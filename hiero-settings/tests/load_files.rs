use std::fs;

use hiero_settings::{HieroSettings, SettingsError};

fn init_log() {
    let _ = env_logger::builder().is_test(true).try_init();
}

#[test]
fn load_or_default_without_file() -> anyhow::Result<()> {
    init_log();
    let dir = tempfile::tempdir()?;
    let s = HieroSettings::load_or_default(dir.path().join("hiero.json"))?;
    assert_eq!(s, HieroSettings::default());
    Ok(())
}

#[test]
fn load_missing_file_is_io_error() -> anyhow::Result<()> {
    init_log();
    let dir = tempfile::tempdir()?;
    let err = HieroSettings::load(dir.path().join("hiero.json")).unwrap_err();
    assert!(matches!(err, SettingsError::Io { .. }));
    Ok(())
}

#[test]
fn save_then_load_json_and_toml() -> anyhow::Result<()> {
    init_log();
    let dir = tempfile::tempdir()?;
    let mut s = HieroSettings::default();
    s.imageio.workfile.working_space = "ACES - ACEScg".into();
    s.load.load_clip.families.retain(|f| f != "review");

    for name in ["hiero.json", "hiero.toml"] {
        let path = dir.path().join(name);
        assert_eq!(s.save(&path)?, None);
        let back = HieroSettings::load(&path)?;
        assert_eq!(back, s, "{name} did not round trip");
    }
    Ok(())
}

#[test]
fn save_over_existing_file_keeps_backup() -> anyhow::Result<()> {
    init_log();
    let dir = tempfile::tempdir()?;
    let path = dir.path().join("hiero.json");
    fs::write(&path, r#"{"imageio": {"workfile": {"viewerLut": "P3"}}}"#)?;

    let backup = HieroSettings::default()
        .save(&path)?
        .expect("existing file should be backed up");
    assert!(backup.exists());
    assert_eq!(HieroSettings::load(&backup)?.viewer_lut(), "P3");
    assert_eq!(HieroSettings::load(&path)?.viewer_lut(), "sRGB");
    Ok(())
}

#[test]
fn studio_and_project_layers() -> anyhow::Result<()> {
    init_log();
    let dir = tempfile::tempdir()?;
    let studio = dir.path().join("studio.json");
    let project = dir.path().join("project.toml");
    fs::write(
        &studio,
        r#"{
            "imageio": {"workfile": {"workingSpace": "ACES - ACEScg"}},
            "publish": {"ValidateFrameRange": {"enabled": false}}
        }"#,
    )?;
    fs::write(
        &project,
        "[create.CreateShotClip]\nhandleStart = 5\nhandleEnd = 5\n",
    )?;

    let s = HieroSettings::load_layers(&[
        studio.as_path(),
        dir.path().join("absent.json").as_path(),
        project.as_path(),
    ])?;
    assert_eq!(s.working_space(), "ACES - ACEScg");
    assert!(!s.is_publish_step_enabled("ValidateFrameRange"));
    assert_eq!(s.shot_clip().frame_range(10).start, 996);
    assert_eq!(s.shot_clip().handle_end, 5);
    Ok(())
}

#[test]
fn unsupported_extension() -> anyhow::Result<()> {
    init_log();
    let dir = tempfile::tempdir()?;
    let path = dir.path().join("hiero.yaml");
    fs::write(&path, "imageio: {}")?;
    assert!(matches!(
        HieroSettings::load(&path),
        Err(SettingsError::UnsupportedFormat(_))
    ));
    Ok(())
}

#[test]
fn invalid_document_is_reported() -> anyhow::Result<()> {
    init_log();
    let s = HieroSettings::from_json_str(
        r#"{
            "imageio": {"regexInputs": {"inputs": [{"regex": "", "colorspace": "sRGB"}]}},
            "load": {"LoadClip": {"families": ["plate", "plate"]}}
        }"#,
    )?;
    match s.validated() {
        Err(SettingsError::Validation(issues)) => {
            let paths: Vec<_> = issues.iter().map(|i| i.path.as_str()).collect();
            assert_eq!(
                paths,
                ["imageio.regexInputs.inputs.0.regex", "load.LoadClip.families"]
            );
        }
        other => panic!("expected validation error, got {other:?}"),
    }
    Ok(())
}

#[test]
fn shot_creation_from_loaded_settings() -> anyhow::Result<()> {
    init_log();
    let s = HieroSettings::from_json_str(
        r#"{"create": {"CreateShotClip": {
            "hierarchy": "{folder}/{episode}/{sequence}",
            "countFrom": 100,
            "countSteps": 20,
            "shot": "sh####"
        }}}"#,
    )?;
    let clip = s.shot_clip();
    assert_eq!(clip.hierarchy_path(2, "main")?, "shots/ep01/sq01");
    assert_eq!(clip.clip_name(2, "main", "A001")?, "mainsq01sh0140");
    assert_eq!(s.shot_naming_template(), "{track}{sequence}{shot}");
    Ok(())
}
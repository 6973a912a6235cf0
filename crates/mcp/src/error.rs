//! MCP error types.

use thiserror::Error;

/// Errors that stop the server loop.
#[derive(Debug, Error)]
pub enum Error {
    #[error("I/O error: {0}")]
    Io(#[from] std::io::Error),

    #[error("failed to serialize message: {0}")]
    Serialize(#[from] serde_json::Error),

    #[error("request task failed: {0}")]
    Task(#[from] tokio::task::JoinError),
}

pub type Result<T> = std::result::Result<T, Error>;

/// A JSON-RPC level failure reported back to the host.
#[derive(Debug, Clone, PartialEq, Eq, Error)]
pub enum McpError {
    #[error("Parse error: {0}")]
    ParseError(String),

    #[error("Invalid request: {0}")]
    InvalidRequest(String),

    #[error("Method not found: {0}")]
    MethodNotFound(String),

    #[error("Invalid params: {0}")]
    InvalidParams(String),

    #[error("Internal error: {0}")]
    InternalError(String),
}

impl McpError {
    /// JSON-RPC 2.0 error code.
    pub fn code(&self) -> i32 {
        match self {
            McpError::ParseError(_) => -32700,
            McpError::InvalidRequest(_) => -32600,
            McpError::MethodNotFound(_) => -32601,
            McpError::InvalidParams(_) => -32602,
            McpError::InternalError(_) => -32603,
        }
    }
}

◇ ◇ ◇ ◇ ◇ ◇ ◇

■ TASK: Check each line of the material above for the word "regexInputs", then state how many lines hold it. Only the number.

■ TASK SOLUTION: 2